= Task details =
All of the records should come back exactly as written.

= Records for this task =
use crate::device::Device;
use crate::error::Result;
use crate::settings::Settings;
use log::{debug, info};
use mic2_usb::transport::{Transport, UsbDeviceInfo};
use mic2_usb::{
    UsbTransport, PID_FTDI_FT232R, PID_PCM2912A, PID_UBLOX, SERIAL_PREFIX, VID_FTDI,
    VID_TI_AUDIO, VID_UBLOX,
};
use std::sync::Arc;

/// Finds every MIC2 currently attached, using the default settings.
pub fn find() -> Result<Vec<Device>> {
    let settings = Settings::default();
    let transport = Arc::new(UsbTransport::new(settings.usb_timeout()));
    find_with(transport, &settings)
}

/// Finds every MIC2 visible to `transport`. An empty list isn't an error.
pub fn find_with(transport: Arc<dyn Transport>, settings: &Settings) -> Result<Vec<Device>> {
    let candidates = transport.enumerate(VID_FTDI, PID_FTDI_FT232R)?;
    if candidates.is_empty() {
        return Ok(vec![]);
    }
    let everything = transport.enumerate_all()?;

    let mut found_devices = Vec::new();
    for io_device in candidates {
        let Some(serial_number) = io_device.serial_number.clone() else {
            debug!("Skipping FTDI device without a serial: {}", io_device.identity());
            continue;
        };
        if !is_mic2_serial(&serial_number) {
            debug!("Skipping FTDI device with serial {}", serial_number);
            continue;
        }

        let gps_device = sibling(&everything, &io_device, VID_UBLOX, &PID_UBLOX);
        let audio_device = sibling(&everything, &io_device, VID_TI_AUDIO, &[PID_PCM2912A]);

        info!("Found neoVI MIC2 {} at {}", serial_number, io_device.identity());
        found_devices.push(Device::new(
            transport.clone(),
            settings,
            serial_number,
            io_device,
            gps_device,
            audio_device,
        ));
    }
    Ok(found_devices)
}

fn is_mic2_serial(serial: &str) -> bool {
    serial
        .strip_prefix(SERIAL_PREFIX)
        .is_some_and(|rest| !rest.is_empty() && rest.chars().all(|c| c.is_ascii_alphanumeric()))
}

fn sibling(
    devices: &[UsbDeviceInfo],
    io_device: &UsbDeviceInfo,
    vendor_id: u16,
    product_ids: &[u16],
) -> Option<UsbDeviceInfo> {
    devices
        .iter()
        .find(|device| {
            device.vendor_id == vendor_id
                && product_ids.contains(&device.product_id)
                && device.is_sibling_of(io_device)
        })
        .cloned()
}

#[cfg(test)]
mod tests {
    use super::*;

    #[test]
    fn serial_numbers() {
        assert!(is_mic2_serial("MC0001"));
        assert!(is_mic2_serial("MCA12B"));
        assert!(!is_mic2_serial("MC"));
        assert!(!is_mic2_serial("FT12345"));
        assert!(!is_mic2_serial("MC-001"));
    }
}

= Response to this exercise =
use crate::device::Device;
use crate::error::Result;
use crate::settings::Settings;
use log::{debug, info};
use mic2_usb::transport::{Transport, UsbDeviceInfo};
use mic2_usb::{
    UsbTransport, PID_FTDI_FT232R, PID_PCM2912A, PID_UBLOX, SERIAL_PREFIX, VID_FTDI,
    VID_TI_AUDIO, VID_UBLOX,
};
use std::sync::Arc;

/// Finds every MIC2 currently attached, using the default settings.
pub fn find() -> Result<Vec<Device>> {
    let settings = Settings::default();
    let transport = Arc::new(UsbTransport::new(settings.usb_timeout()));
    find_with(transport, &settings)
}

/// Finds every MIC2 visible to `transport`. An empty list isn't an error.
pub fn find_with(transport: Arc<dyn Transport>, settings: &Settings) -> Result<Vec<Device>> {
    let candidates = transport.enumerate(VID_FTDI, PID_FTDI_FT232R)?;
    if candidates.is_empty() {
        return Ok(vec![]);
    }
    let everything = transport.enumerate_all()?;

    let mut found_devices = Vec::new();
    for io_device in candidates {
        let Some(serial_number) = io_device.serial_number.clone() else {
            debug!("Skipping FTDI device without a serial: {}", io_device.identity());
            continue;
        };
        if !is_mic2_serial(&serial_number) {
            debug!("Skipping FTDI device with serial {}", serial_number);
            continue;
        }

        let gps_device = sibling(&everything, &io_device, VID_UBLOX, &PID_UBLOX);
        let audio_device = sibling(&everything, &io_device, VID_TI_AUDIO, &[PID_PCM2912A]);

        info!("Found neoVI MIC2 {} at {}", serial_number, io_device.identity());
        found_devices.push(Device::new(
            transport.clone(),
            settings,
            serial_number,
            io_device,
            gps_device,
            audio_device,
        ));
    }
    Ok(found_devices)
}

fn is_mic2_serial(serial: &str) -> bool {
    serial
        .strip_prefix(SERIAL_PREFIX)
        .is_some_and(|rest| !rest.is_empty() && rest.chars().all(|c| c.is_ascii_alphanumeric()))
}

fn sibling(
    devices: &[UsbDeviceInfo],
    io_device: &UsbDeviceInfo,
    vendor_id: u16,
    product_ids: &[u16],
) -> Option<UsbDeviceInfo> {
    devices
        .iter()
        .find(|device| {
            device.vendor_id == vendor_id
                && product_ids.contains(&device.product_id)
                && device.is_sibling_of(io_device)
        })
        .cloned()
}

#[cfg(test)]
mod tests {
    use super::*;

    #[test]
    fn serial_numbers() {
        assert!(is_mic2_serial("MC0001"));
        assert!(is_mic2_serial("MCA12B"));
        assert!(!is_mic2_serial("MC"));
        assert!(!is_mic2_serial("FT12345"));
        assert!(!is_mic2_serial("MC-001"));
    }
}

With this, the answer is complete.